Paul Sedore defrauded the Internal Revenue Service. Using names and social security numbers obtained from preparing legitimate tax returns for his friends while incarcerated, Sedore submitted false tax returns and received about $50,000 from the IRS. (1) Indicted by a federal grand jury on four counts, Sedore pled guilty to two of them, conspiracy to defraud the IRS and identity theft. (2) Based only on what Sedore admitted in his guilty plea and his criminal history, the Federal Sentencing Guidelines would have recommended a sentence of twelve to eighteen months in prison. (3) But the sentencing judge found, by a preponderance of the evidence, that Sedore used a special skill to facilitate his offense, obstructed justice, and harmed between 50 and 250 victims. (4) Based on those judge-found facts, which the defendant did not admit and which the jury did not find beyond a reasonable doubt, the Guidelines advised a range of 84 to 105 months. (5) The court sentenced Sedore to 84 months. (6)

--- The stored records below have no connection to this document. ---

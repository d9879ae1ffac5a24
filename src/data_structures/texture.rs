//! GPU textures, samplers and texture creation utilities.

use anyhow::*;
use image::GenericImageView;

use crate::settings::RenderSettings;

/// A GPU texture with its view.
///
/// Created from decoded image data ([`from_bytes`](Self::from_bytes) /
/// [`from_image`](Self::from_image)), as a depth attachment
/// ([`create_depth_texture`](Self::create_depth_texture)), or as a 1x1
/// solid fallback ([`create_solid`](Self::create_solid)).
#[derive(Clone, Debug)]
pub struct Texture {
    #[allow(unused)]
    pub texture: wgpu::Texture,
    pub view: wgpu::TextureView,
}

impl Texture {
    /// Standard depth buffer texture format (32-bit float).
    pub const DEPTH_FORMAT: wgpu::TextureFormat = wgpu::TextureFormat::Depth32Float;

    /// Create a depth texture sized to the render target.
    pub fn create_depth_texture(device: &wgpu::Device, size: [u32; 2], label: &str) -> Self {
        let size = wgpu::Extent3d {
            width: size[0].max(1),
            height: size[1].max(1),
            depth_or_array_layers: 1,
        };
        let desc = wgpu::TextureDescriptor {
            label: Some(label),
            size,
            mip_level_count: 1,
            sample_count: 1,
            dimension: wgpu::TextureDimension::D2,
            format: Self::DEPTH_FORMAT,
            usage: wgpu::TextureUsages::RENDER_ATTACHMENT | wgpu::TextureUsages::TEXTURE_BINDING,
            view_formats: &[Self::DEPTH_FORMAT],
        };
        let texture = device.create_texture(&desc);
        let view = texture.create_view(&wgpu::TextureViewDescriptor::default());
        Self { texture, view }
    }

    /// Create a 1x1 texture of a single colour. Colour-only materials use a
    /// white one so every material shares the same bind group layout.
    pub fn create_solid(
        device: &wgpu::Device,
        queue: &wgpu::Queue,
        rgba: [u8; 4],
        label: &str,
    ) -> Self {
        let size = wgpu::Extent3d {
            width: 1,
            height: 1,
            depth_or_array_layers: 1,
        };
        let texture = device.create_texture(&wgpu::TextureDescriptor {
            label: Some(label),
            size,
            mip_level_count: 1,
            sample_count: 1,
            dimension: wgpu::TextureDimension::D2,
            format: wgpu::TextureFormat::Rgba8UnormSrgb,
            usage: wgpu::TextureUsages::TEXTURE_BINDING | wgpu::TextureUsages::COPY_DST,
            view_formats: &[],
        });
        queue.write_texture(
            wgpu::TexelCopyTextureInfo {
                aspect: wgpu::TextureAspect::All,
                texture: &texture,
                mip_level: 0,
                origin: wgpu::Origin3d::ZERO,
            },
            &rgba,
            wgpu::TexelCopyBufferLayout {
                offset: 0,
                bytes_per_row: Some(4),
                rows_per_image: Some(1),
            },
            size,
        );
        let view = texture.create_view(&wgpu::TextureViewDescriptor::default());
        Self { texture, view }
    }

    /// Load a texture from raw image file contents (PNG, JPEG).
    pub fn from_bytes(
        device: &wgpu::Device,
        queue: &wgpu::Queue,
        bytes: &[u8],
        label: &str,
    ) -> Result<Self> {
        let img = image::load_from_memory(bytes)?;
        Self::from_image(device, queue, &img, Some(label))
    }

    /// Upload a decoded image with a full mip chain. Each level is
    /// downsampled on the CPU from the previous one, so minification
    /// filtering and the LOD bias have mips to work with.
    pub fn from_image(
        device: &wgpu::Device,
        queue: &wgpu::Queue,
        img: &image::DynamicImage,
        label: Option<&str>,
    ) -> Result<Self> {
        let dimensions = img.dimensions();
        let mip_level_count = mip_level_count(dimensions.0, dimensions.1);

        let size = wgpu::Extent3d {
            width: dimensions.0,
            height: dimensions.1,
            depth_or_array_layers: 1,
        };
        let texture = device.create_texture(&wgpu::TextureDescriptor {
            label,
            size,
            mip_level_count,
            sample_count: 1,
            dimension: wgpu::TextureDimension::D2,
            format: wgpu::TextureFormat::Rgba8UnormSrgb,
            usage: wgpu::TextureUsages::TEXTURE_BINDING | wgpu::TextureUsages::COPY_DST,
            view_formats: &[],
        });

        let mut level_image = img.to_rgba8();
        for level in 0..mip_level_count {
            if level > 0 {
                let width = (dimensions.0 >> level).max(1);
                let height = (dimensions.1 >> level).max(1);
                level_image = image::imageops::resize(
                    &level_image,
                    width,
                    height,
                    image::imageops::FilterType::Triangle,
                );
            }
            queue.write_texture(
                wgpu::TexelCopyTextureInfo {
                    aspect: wgpu::TextureAspect::All,
                    texture: &texture,
                    mip_level: level,
                    origin: wgpu::Origin3d::ZERO,
                },
                &level_image,
                wgpu::TexelCopyBufferLayout {
                    offset: 0,
                    bytes_per_row: Some(4 * level_image.width()),
                    rows_per_image: Some(level_image.height()),
                },
                wgpu::Extent3d {
                    width: level_image.width(),
                    height: level_image.height(),
                    depth_or_array_layers: 1,
                },
            );
        }

        let view = texture.create_view(&wgpu::TextureViewDescriptor::default());
        Ok(Self { texture, view })
    }
}

/// Levels in a full mip chain down to 1x1.
fn mip_level_count(width: u32, height: u32) -> u32 {
    32 - width.max(height).max(1).leading_zeros()
}

/// Build the scene sampler from the current filter settings.
///
/// Samplers carry no LOD bias in wgpu; the bias is applied per fragment in
/// the scene shader instead.
pub fn create_scene_sampler(device: &wgpu::Device, settings: &RenderSettings) -> wgpu::Sampler {
    let filter_of = |linear: bool| {
        if linear {
            wgpu::FilterMode::Linear
        } else {
            wgpu::FilterMode::Nearest
        }
    };
    device.create_sampler(&wgpu::SamplerDescriptor {
        address_mode_u: wgpu::AddressMode::Repeat,
        address_mode_v: wgpu::AddressMode::Repeat,
        address_mode_w: wgpu::AddressMode::Repeat,
        mag_filter: filter_of(settings.mag_linear),
        min_filter: wgpu::FilterMode::Linear,
        mipmap_filter: filter_of(settings.min_trilinear),
        lod_max_clamp: 100.0,
        ..Default::default()
    })
}

/// Plain linear sampler for the skybox.
pub fn create_default_sampler(device: &wgpu::Device) -> wgpu::Sampler {
    device.create_sampler(&wgpu::SamplerDescriptor {
        address_mode_u: wgpu::AddressMode::ClampToEdge,
        address_mode_v: wgpu::AddressMode::ClampToEdge,
        address_mode_w: wgpu::AddressMode::ClampToEdge,
        mag_filter: wgpu::FilterMode::Linear,
        min_filter: wgpu::FilterMode::Linear,
        mipmap_filter: wgpu::FilterMode::Linear,
        ..Default::default()
    })
}

#[cfg(test)]
mod tests {
    use super::*;

    #[test]
    fn mip_chain_runs_down_to_one_by_one() {
        assert_eq!(mip_level_count(1, 1), 1);
        assert_eq!(mip_level_count(256, 256), 9);
        // The longest side drives the chain length.
        assert_eq!(mip_level_count(640, 400), 10);
        assert_eq!(mip_level_count(1, 512), 10);
    }
}
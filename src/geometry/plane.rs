//! Unit quad.

use anyhow::Result;

use crate::data_structures::model::MeshData;

/// A unit quad in the XY plane, facing +Z, made of two triangles. The sea in
/// the island scene is one of these, rotated flat and scaled up.
pub fn plane() -> Result<MeshData> {
    let positions = vec![
        -0.5, 0.5, 0.0, //
        -0.5, -0.5, 0.0, //
        0.5, -0.5, 0.0, //
        0.5, 0.5, 0.0,
    ];
    let tex_coords = vec![
        0.0, 0.0, //
        0.0, 1.0, //
        1.0, 1.0, //
        1.0, 0.0,
    ];
    let normals = vec![
        0.0, 0.0, 1.0, //
        0.0, 0.0, 1.0, //
        0.0, 0.0, 1.0, //
        0.0, 0.0, 1.0,
    ];
    let indices = vec![0, 1, 3, 3, 1, 2];
    MeshData::new(positions, tex_coords, normals, indices)
}

#[cfg(test)]
mod tests {
    use super::*;

    #[test]
    fn plane_is_two_triangles_over_four_vertices() {
        let data = plane().unwrap();
        assert_eq!(data.vertex_count(), 4);
        assert_eq!(data.indices.len(), 6);
        assert!(data.indices.iter().all(|&i| i < 4));
    }
}
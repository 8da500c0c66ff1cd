//! Project escrow event indexer — entry point.
//!
//! Starts a background indexer task that polls Soroban `getEvents` RPC for
//! escrow contract events and persists them to SQLite. Simultaneously
//! exposes a small Axum REST API for frontend / admin consumption.

mod api;
mod config;
mod db;
mod errors;
mod events;
mod indexer;
mod rpc;
mod summary;

use std::sync::Arc;
use std::time::Duration;

use reqwest::Client;
use tokio_util::sync::CancellationToken;
use tower_http::cors::CorsLayer;
use tower_http::trace::TraceLayer;
use tracing::{info, warn};
use tracing_subscriber::EnvFilter;

use config::Config;
use indexer::IndexerState;

#[tokio::main]
async fn main() -> anyhow::Result<()> {
    // Load optional .env file (ignored if missing) before reading RUST_LOG.
    let _ = dotenvy::dotenv();

    tracing_subscriber::fmt()
        .with_env_filter(EnvFilter::from_default_env())
        .init();

    let config = Config::from_env()?;

    let pool = db::init_pool(&config.database_url).await?;

    let client = Client::builder()
        .timeout(Duration::from_secs(30))
        .build()?;

    let shutdown = CancellationToken::new();

    // ─── Background indexer ───────────────────────────────
    let indexer_state = Arc::new(IndexerState {
        pool: pool.clone(),
        config: config.clone(),
        client,
    });
    let indexer_task = tokio::spawn(indexer::run(indexer_state, shutdown.clone()));

    // ─── REST API ─────────────────────────────────────────
    let app = api::router(Arc::new(api::ApiState { pool }))
        .layer(CorsLayer::permissive())
        .layer(TraceLayer::new_for_http());

    let addr = format!("0.0.0.0:{}", config.api_port);
    info!("API listening on http://{addr}");

    let listener = tokio::net::TcpListener::bind(&addr).await?;
    axum::serve(listener, app)
        .with_graceful_shutdown(shutdown_signal(shutdown.clone()))
        .await?;

    shutdown.cancel();
    if let Err(e) = indexer_task.await {
        warn!("Indexer task ended abnormally: {e}");
    }
    Ok(())
}

async fn shutdown_signal(shutdown: CancellationToken) {
    tokio::select! {
        result = tokio::signal::ctrl_c() => {
            if let Err(e) = result {
                warn!("Failed to listen for Ctrl-C: {e}");
            }
            info!("Shutdown requested");
            shutdown.cancel();
        }
        _ = shutdown.cancelled() => {}
    }
}
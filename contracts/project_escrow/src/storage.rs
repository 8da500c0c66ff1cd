//! # Storage
//!
//! Typed helpers over the three Soroban storage tiers used by the escrow.
//!
//! ## Instance storage (contract-lifetime TTL)
//!
//! | Key            | Type      | Description                        |
//! |----------------|-----------|------------------------------------|
//! | `ProjectCount` | `u64`     | Auto-increment project ID counter  |
//! | `Token`        | `Address` | Token contract holding the escrow  |
//!
//! Instance TTL is bumped by **7 days** whenever it falls below 1 day remaining.
//!
//! ## Persistent storage (per-entry TTL)
//!
//! | Key                      | Type            | Description                  |
//! |--------------------------|-----------------|------------------------------|
//! | `ProjConfig(id)`         | `ProjectConfig` | Immutable project definition |
//! | `ProjFunds(id)`          | `ProjectFunds`  | Mutable accounting           |
//! | `Contribution(id, addr)` | `i128`          | Refundable donor balance     |
//!
//! Persistent TTL is bumped by **30 days** whenever it falls below 7 days remaining.
//!
//! ## Temporary storage
//!
//! `Lock` is the reentrancy flag held by [`crate::guard::ReentrancyGuard`].
//! It never outlives the invocation that set it.
//!
//! Every loader returns `Option`; callers decide which error a missing entry
//! maps to.

use soroban_sdk::{contracttype, Address, Env, Vec};

use crate::types::{Milestone, Project, ProjectConfig, ProjectFunds};

// ── TTL Constants ────────────────────────────────────────────────────

/// Approximate ledgers per day (~5 seconds per ledger).
const DAY_IN_LEDGERS: u32 = 17_280;

const INSTANCE_BUMP_AMOUNT: u32 = 7 * DAY_IN_LEDGERS;
const INSTANCE_LIFETIME_THRESHOLD: u32 = DAY_IN_LEDGERS;

const PERSISTENT_BUMP_AMOUNT: u32 = 30 * DAY_IN_LEDGERS;
const PERSISTENT_LIFETIME_THRESHOLD: u32 = 7 * DAY_IN_LEDGERS;

// ── Storage Keys ─────────────────────────────────────────────────────

#[contracttype]
#[derive(Clone, Debug, Eq, PartialEq)]
pub enum DataKey {
    /// Global auto-increment counter for project IDs (Instance).
    ProjectCount,
    /// Escrow token contract (Instance).
    Token,
    /// Immutable project configuration keyed by ID (Persistent).
    ProjConfig(u64),
    /// Mutable project accounting keyed by ID (Persistent).
    ProjFunds(u64),
    /// Outstanding contribution of a donor to a project (Persistent).
    Contribution(u64, Address),
    /// Reentrancy flag (Temporary).
    Lock,
}

// ── Instance Storage Helpers ─────────────────────────────────────────

pub(crate) fn bump_instance(env: &Env) {
    env.storage()
        .instance()
        .extend_ttl(INSTANCE_LIFETIME_THRESHOLD, INSTANCE_BUMP_AMOUNT);
}

/// Reads, increments, and stores the project counter.
/// Returns the ID to use for the *current* project (pre-increment value).
pub fn get_and_increment_project_id(env: &Env) -> u64 {
    bump_instance(env);
    let current = project_count(env);
    env.storage()
        .instance()
        .set(&DataKey::ProjectCount, &(current + 1));
    current
}

/// Number of projects ever created.
pub fn project_count(env: &Env) -> u64 {
    env.storage()
        .instance()
        .get(&DataKey::ProjectCount)
        .unwrap_or(0)
}

pub fn set_token(env: &Env, token: &Address) {
    env.storage().instance().set(&DataKey::Token, token);
    bump_instance(env);
}

/// The escrow token, or `None` before `init`.
pub fn get_token(env: &Env) -> Option<Address> {
    bump_instance(env);
    env.storage().instance().get(&DataKey::Token)
}

// ── Persistent Storage Helpers ───────────────────────────────────────

fn bump_persistent(env: &Env, key: &DataKey) {
    env.storage()
        .persistent()
        .extend_ttl(key, PERSISTENT_LIFETIME_THRESHOLD, PERSISTENT_BUMP_AMOUNT);
}

/// Save the immutable config and the initial accounting for a new project.
pub fn save_project(env: &Env, config: &ProjectConfig, funds: &ProjectFunds) {
    let config_key = DataKey::ProjConfig(config.id);
    env.storage().persistent().set(&config_key, config);
    bump_persistent(env, &config_key);
    save_project_funds(env, config.id, funds);
}

pub fn load_project_config(env: &Env, id: u64) -> Option<ProjectConfig> {
    let key = DataKey::ProjConfig(id);
    let config: ProjectConfig = env.storage().persistent().get(&key)?;
    bump_persistent(env, &key);
    Some(config)
}

pub fn load_project_funds(env: &Env, id: u64) -> Option<ProjectFunds> {
    let key = DataKey::ProjFunds(id);
    let funds: ProjectFunds = env.storage().persistent().get(&key)?;
    bump_persistent(env, &key);
    Some(funds)
}

/// Load config and accounting together.
pub fn load_project_pair(env: &Env, id: u64) -> Option<(ProjectConfig, ProjectFunds)> {
    Some((load_project_config(env, id)?, load_project_funds(env, id)?))
}

/// Save only the mutable accounting entry.
pub fn save_project_funds(env: &Env, id: u64, funds: &ProjectFunds) {
    let key = DataKey::ProjFunds(id);
    env.storage().persistent().set(&key, funds);
    bump_persistent(env, &key);
}

/// Rebuild the public `Project` view from its two storage entries.
pub fn load_project(env: &Env, id: u64) -> Option<Project> {
    let (config, funds) = load_project_pair(env, id)?;
    Some(assemble_project(env, config, funds))
}

pub fn assemble_project(env: &Env, config: ProjectConfig, funds: ProjectFunds) -> Project {
    let mut milestones = Vec::new(env);
    for (i, description) in config.descriptions.iter().enumerate() {
        let i = i as u32;
        milestones.push_back(Milestone {
            description,
            amount: config.amounts.get(i).unwrap_or(0),
            released: funds.released.get(i).unwrap_or(false),
        });
    }

    Project {
        id: config.id,
        recipient: config.recipient,
        milestones,
        total_amount: config.total_amount,
        funds_raised: funds.funds_raised,
        funds_released: funds.funds_released,
        funds_refunded: funds.funds_refunded,
        state: funds.state,
    }
}

// ── Contributions ────────────────────────────────────────────────────

pub fn get_contribution(env: &Env, project_id: u64, donor: &Address) -> i128 {
    let key = DataKey::Contribution(project_id, donor.clone());
    let amount: Option<i128> = env.storage().persistent().get(&key);
    if amount.is_some() {
        bump_persistent(env, &key);
    }
    amount.unwrap_or(0)
}

pub fn set_contribution(env: &Env, project_id: u64, donor: &Address, amount: i128) {
    let key = DataKey::Contribution(project_id, donor.clone());
    if amount == 0 {
        env.storage().persistent().remove(&key);
    } else {
        env.storage().persistent().set(&key, &amount);
        bump_persistent(env, &key);
    }
}
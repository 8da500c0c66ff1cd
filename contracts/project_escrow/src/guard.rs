//! Scoped reentrancy lock.
//!
//! Held by every entry point that moves tokens. The flag lives in temporary
//! storage and is cleared when the guard drops.

use soroban_sdk::Env;

use crate::storage::DataKey;
use crate::Error;

pub struct ReentrancyGuard {
    env: Env,
}

impl ReentrancyGuard {
    /// Take the lock, or fail with [`Error::Reentrant`] if it is already held.
    pub fn enter(env: &Env) -> Result<Self, Error> {
        let storage = env.storage().temporary();
        if storage.has(&DataKey::Lock) {
            return Err(Error::Reentrant);
        }
        storage.set(&DataKey::Lock, &true);
        Ok(Self { env: env.clone() })
    }
}

impl Drop for ReentrancyGuard {
    fn drop(&mut self) {
        self.env.storage().temporary().remove(&DataKey::Lock);
    }
}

Consider another scenario. A hypothetical judge sentences another criminal, convicted of the same offenses as Sedore, with the same criminal history. This judge sentences this hypothetical criminal to 84 months in prison without finding any additional facts. The court of appeals would likely reverse this hypothetical sentence. Why? Because the judge did not follow the Guidelines, and, hence, the sentence was not "reasonable." This is hardly the "advisory" system that the Supreme Court imagines it is.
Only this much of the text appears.